Il caso dei dazi doganali, il primo aumento in un decennio
Dal 2010 al 2021 il rapporto tra le tasse sulle importazioni e il Pil è sempre stato 0,1%, come si vede dal grafico qui sopra. Poi, nel 2021 si verifica un aumento di 0,1 punti percentuali. La ragione è la riforma europea delle tasse doganali, entrata in vigore nell’estate del 2021.
Prima di questa revisione infatti le tasse doganali sui prodotti comprati in Paesi extra Ue si pagavano solo se gli acquisti erano superiori ai 22 euro, ma l’Europa per contrastare la concorrenza dei colossi dell’e-commerce ha deciso di togliere questo tetto minimo.

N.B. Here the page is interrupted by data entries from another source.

use cayley::algebra::{AlgebraError, HypercomplexNumber};
use cayley::display::{Config, DisplayConfig};
use cayley::notation;
use cayley::operation::{self, Operation};
use clap::{Parser, Subcommand};
use std::path::Path;
use tracing_subscriber::EnvFilter;

/// Config file picked up from the working directory when `--config` is absent
const DEFAULT_CONFIG: &str = "cayley.toml";

#[derive(Parser)]
#[command(name = "cayley")]
#[command(about = "Arithmetic on Cayley-Dickson numbers (complex, quaternion, octonion, ...)", long_about = None)]
struct Cli {
    /// Display configuration file (TOML)
    #[arg(long, global = true)]
    config: Option<String>,

    #[command(subcommand)]
    command: Commands,
}

#[derive(Subcommand)]
enum Commands {
    /// Apply a binary operation to two numbers
    Eval {
        /// add, subtract, multiply or divide
        operation: Operation,

        /// Left operand (e.g., "2+3i")
        #[arg(allow_hyphen_values = true)]
        p: String,

        /// Right operand (e.g., "1-1i")
        #[arg(allow_hyphen_values = true)]
        q: String,

        /// Print exactly this many decimals
        #[arg(short, long)]
        decimals: Option<usize>,

        /// Print every coefficient at full precision
        #[arg(long, conflicts_with = "decimals")]
        full: bool,

        /// Print the whole evaluation as JSON
        #[arg(long)]
        json: bool,
    },

    /// Show how a notation string is read
    Parse {
        /// Notation string (e.g., "3+2i-1j+0k")
        #[arg(allow_hyphen_values = true)]
        text: String,

        /// Print the terms as JSON
        #[arg(long)]
        json: bool,
    },

    /// Conjugate a number
    Conjugate {
        #[arg(allow_hyphen_values = true)]
        text: String,

        #[arg(short, long)]
        decimals: Option<usize>,
    },

    /// Multiplicative inverse of a number
    Invert {
        #[arg(allow_hyphen_values = true)]
        text: String,

        #[arg(short, long)]
        decimals: Option<usize>,
    },

    /// Euclidean norm of a number
    Norm {
        #[arg(allow_hyphen_values = true)]
        text: String,
    },

    /// Check that a number has a power-of-two dimension
    Check {
        #[arg(allow_hyphen_values = true)]
        text: String,
    },
}

fn main() {
    init_logging();
    let cli = Cli::parse();

    let result = match cli.command {
        Commands::Eval {
            operation,
            p,
            q,
            decimals,
            full,
            json,
        } => load_display(cli.config.as_deref()).and_then(|display| {
            let display = match (decimals, full) {
                (Some(places), _) => DisplayConfig::fixed(places),
                (None, true) => DisplayConfig::full(),
                (None, false) => display,
            };
            eval(operation, &p, &q, &display, json)
        }),
        Commands::Parse { text, json } => parse(&text, json),
        Commands::Conjugate { text, decimals } => {
            unary(&text, decimals, |x| Ok(x.conjugate()))
        }
        Commands::Invert { text, decimals } => unary(&text, decimals, HypercomplexNumber::invert),
        Commands::Norm { text } => norm(&text),
        Commands::Check { text } => check(&text),
    };

    if let Err(e) = result {
        eprintln!("Error: {}", e);
        std::process::exit(1);
    }
}

fn init_logging() {
    let filter = EnvFilter::try_from_default_env().unwrap_or_else(|_| EnvFilter::new("warn"));
    tracing_subscriber::fmt()
        .with_env_filter(filter)
        .with_writer(std::io::stderr)
        .init();
}

fn load_display(path: Option<&str>) -> Result<DisplayConfig, Box<dyn std::error::Error>> {
    let config = match path {
        Some(path) => Config::load_from_file(path)
            .map_err(|e| format!("Failed to load config '{}': {}", path, e))?,
        None if Path::new(DEFAULT_CONFIG).exists() => Config::load_from_file(DEFAULT_CONFIG)
            .map_err(|e| format!("Failed to load config '{}': {}", DEFAULT_CONFIG, e))?,
        None => Config::empty(),
    };
    log::debug!("display config: {:?}", config.display);
    Ok(config.display)
}

fn eval(
    op: Operation,
    p: &str,
    q: &str,
    display: &DisplayConfig,
    json: bool,
) -> Result<(), Box<dyn std::error::Error>> {
    let evaluation = operation::evaluate(op, p, q, display)?;

    if json {
        println!("{}", serde_json::to_string_pretty(&evaluation)?);
    } else {
        println!("{}", evaluation.summary());
    }

    Ok(())
}

fn parse(text: &str, json: bool) -> Result<(), Box<dyn std::error::Error>> {
    let number = notation::parse_and_build(text)?;

    if json {
        println!("{}", serde_json::to_string_pretty(&number)?);
        return Ok(());
    }

    println!("Number: {}", number);
    println!(
        "Dimension: {} ({})",
        number.dimension(),
        if number.is_valid_dimension() {
            "valid"
        } else {
            "not a power of two"
        }
    );
    println!("Precision: {} decimals", notation::precision_of(&number));
    println!("\nTerms ({}):", number.dimension());
    for term in number.terms() {
        let unit = if term.unit.is_empty() { "(real)" } else { term.unit.as_str() };
        println!("  - {}: {}", unit, term.coefficient);
    }

    Ok(())
}

fn unary(
    text: &str,
    decimals: Option<usize>,
    op: impl Fn(&HypercomplexNumber) -> Result<HypercomplexNumber, AlgebraError>,
) -> Result<(), Box<dyn std::error::Error>> {
    let number = notation::parse_and_build(text)?;
    if !number.is_valid_dimension() {
        return Err(AlgebraError::InvalidDimension(number.dimension()).into());
    }

    let result = op(&number)?;
    println!("{}", notation::format(&result, decimals));
    Ok(())
}

fn norm(text: &str) -> Result<(), Box<dyn std::error::Error>> {
    let number = notation::parse_and_build(text)?;
    println!("{}", number.norm());
    Ok(())
}

fn check(text: &str) -> Result<(), Box<dyn std::error::Error>> {
    let number = notation::parse_and_build(text)?;
    if !number.is_valid_dimension() {
        return Err(AlgebraError::InvalidDimension(number.dimension()).into());
    }

    println!("Dimension {}: valid", number.dimension());
    Ok(())
}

Chi paga più tasse in Europa
Nel 2022 il rapporto tasse-Pil è variato in modo significativo tra i paesi europei, con le quote più elevate di tasse in percentuale del Pil registrate in Francia con il 47,7%; in Belgio con il 44,8% e Norvegia con il 43,6%. L’Italia, nella classifica europea del carico fiscale, si posizione al sesto posto, dopo Finlandia e Grecia entrambe con il 42,8%.
Come potete vedere dal grafico qui in alto il Paese europeo con la minore pressione fiscale rispetto al Pil è l’Irlanda, Paese che è ultimo in Europa anche per quanto riguarda il rapporto tra tasse ambientali e Pil.